*WHAT NEEDS TO BE DONE*: Each line in the records below that has the word "result" should be copied.

(Stored data)
•••••

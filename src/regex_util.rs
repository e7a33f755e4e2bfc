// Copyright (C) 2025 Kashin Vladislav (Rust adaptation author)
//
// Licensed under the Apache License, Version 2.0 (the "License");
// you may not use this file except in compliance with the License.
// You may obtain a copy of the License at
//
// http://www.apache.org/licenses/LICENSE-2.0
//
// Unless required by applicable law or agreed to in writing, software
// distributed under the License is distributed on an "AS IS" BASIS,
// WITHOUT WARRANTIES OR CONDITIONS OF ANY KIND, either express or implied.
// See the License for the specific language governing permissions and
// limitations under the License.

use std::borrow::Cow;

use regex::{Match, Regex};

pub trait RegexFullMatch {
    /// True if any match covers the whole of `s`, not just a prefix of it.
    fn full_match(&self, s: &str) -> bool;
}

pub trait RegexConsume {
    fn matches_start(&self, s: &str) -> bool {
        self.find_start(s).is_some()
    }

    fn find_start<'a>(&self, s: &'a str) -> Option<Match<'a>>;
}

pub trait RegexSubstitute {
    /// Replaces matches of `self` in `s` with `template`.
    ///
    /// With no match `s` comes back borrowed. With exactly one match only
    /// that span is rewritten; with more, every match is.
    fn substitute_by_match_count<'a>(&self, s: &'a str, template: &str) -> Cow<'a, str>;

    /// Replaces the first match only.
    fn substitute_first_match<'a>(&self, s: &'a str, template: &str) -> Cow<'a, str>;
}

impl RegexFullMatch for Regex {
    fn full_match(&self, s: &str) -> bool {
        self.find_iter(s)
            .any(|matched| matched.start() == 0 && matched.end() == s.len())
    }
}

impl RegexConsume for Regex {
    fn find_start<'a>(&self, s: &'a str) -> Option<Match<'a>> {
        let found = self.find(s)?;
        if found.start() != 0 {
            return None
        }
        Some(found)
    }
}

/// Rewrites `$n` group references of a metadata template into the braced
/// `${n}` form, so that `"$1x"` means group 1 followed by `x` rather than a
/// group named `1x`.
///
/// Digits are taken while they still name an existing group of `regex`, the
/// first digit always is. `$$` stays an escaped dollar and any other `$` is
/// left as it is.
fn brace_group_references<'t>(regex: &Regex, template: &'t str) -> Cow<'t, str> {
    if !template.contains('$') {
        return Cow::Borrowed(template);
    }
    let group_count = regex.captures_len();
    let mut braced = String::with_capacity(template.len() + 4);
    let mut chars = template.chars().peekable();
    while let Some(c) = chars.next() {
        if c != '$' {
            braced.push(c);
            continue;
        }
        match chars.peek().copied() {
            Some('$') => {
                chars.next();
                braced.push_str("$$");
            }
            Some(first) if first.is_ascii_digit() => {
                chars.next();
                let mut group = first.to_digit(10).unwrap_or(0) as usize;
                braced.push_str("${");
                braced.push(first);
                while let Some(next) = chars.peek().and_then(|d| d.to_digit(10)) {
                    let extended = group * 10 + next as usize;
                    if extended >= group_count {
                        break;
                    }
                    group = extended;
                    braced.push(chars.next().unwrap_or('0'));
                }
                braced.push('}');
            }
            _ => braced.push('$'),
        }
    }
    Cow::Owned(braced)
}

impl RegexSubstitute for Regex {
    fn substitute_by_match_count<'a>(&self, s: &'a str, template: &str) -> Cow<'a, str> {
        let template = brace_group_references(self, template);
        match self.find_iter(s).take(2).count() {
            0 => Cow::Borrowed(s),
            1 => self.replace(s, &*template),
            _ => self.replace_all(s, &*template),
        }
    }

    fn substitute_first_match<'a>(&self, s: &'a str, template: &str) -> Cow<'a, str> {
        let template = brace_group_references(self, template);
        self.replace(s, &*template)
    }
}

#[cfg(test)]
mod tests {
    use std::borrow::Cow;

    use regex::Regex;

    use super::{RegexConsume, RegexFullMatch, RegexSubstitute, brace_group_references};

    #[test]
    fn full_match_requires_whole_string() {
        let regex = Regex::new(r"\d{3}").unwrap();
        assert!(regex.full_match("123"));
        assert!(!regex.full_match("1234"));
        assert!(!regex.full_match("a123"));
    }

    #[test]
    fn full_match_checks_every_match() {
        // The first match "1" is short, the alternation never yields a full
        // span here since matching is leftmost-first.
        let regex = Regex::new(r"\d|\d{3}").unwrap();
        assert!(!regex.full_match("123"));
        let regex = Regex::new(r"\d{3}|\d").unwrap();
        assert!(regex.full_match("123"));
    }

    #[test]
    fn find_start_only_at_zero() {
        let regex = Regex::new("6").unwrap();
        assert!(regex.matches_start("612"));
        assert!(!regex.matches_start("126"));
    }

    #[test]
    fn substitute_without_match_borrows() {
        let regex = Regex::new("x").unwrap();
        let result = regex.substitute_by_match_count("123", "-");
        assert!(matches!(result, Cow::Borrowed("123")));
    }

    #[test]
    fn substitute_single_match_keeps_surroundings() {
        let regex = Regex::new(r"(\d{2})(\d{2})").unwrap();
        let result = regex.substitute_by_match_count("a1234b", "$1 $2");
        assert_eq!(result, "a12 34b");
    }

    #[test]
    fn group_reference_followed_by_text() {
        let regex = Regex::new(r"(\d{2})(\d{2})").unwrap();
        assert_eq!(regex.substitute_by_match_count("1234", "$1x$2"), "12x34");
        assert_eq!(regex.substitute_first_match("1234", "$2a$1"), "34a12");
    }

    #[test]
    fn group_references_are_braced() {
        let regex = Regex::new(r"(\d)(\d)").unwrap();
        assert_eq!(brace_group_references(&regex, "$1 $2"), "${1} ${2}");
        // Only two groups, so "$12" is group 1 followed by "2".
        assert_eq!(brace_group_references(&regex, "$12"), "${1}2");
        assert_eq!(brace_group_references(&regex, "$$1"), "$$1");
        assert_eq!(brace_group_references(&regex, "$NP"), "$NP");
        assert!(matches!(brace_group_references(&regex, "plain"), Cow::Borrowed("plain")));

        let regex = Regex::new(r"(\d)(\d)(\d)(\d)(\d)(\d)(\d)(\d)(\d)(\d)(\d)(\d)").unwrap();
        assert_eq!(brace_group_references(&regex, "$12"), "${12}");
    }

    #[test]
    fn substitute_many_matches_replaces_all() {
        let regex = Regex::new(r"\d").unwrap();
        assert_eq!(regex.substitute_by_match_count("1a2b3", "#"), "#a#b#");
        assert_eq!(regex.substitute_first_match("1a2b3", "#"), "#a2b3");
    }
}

•••••

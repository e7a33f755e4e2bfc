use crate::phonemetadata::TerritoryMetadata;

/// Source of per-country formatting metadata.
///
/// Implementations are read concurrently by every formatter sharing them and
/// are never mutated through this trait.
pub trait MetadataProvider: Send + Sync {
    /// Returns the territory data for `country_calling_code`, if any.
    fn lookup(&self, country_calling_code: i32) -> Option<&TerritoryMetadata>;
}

•••••

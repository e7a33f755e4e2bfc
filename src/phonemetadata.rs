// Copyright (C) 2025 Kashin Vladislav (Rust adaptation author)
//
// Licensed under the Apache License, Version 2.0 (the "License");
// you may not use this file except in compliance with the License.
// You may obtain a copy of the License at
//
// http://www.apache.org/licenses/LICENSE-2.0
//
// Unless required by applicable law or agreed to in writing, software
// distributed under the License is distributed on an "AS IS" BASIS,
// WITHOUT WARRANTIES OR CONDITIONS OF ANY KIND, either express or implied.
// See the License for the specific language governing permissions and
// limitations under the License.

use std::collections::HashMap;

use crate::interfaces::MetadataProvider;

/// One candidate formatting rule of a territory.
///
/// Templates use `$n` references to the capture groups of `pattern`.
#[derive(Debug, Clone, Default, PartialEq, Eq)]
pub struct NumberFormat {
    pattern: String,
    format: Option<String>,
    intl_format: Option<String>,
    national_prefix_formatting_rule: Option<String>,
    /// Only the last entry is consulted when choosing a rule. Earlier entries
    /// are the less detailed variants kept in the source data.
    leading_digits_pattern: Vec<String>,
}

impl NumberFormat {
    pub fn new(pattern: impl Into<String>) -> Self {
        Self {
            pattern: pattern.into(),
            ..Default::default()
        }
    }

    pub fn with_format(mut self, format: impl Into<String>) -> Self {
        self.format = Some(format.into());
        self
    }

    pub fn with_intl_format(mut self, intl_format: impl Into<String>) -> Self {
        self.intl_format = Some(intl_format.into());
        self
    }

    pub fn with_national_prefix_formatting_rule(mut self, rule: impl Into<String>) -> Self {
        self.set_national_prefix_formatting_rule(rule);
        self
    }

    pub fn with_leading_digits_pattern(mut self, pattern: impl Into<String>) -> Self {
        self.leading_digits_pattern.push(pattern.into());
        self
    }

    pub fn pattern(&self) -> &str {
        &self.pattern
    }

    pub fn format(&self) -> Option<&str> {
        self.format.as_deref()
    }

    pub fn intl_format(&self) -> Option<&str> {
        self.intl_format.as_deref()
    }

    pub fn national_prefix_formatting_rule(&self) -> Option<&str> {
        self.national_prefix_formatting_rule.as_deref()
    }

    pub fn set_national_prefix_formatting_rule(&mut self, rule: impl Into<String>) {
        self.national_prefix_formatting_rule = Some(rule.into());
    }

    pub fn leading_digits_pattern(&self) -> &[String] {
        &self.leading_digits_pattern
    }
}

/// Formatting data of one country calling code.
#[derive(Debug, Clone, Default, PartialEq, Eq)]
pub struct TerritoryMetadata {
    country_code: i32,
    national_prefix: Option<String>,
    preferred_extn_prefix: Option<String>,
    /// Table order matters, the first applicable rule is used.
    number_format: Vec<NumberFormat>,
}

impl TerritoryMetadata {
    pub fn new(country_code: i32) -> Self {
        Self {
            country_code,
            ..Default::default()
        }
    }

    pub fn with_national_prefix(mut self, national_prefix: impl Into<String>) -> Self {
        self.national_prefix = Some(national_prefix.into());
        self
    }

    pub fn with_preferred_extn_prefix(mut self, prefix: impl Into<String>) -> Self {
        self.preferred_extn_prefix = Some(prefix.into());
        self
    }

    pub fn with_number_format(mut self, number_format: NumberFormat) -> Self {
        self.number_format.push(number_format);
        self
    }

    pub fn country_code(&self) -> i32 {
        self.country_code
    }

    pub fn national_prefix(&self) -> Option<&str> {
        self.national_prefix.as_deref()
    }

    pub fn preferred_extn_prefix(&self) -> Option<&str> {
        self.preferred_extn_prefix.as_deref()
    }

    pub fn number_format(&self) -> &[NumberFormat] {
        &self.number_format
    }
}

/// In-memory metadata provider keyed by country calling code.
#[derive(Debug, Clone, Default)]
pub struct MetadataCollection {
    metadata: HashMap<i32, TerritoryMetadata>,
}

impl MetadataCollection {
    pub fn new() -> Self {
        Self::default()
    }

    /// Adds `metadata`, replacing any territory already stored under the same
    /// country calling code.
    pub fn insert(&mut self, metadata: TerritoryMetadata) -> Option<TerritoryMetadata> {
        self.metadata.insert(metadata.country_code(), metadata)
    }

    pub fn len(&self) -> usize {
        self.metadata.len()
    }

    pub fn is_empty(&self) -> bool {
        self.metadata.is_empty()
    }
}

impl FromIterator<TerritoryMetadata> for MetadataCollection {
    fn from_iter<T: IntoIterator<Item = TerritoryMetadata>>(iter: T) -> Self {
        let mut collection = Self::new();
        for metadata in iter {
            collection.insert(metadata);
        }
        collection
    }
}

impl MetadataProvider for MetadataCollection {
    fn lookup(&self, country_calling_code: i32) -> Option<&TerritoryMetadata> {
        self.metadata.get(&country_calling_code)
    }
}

•••••

*EXPECTED ANSWER*:
        let result = regex.substitute_by_match_count("123", "-");
        assert!(matches!(result, Cow::Borrowed("123")));
        let result = regex.substitute_by_match_count("a1234b", "$1 $2");
        assert_eq!(result, "a12 34b");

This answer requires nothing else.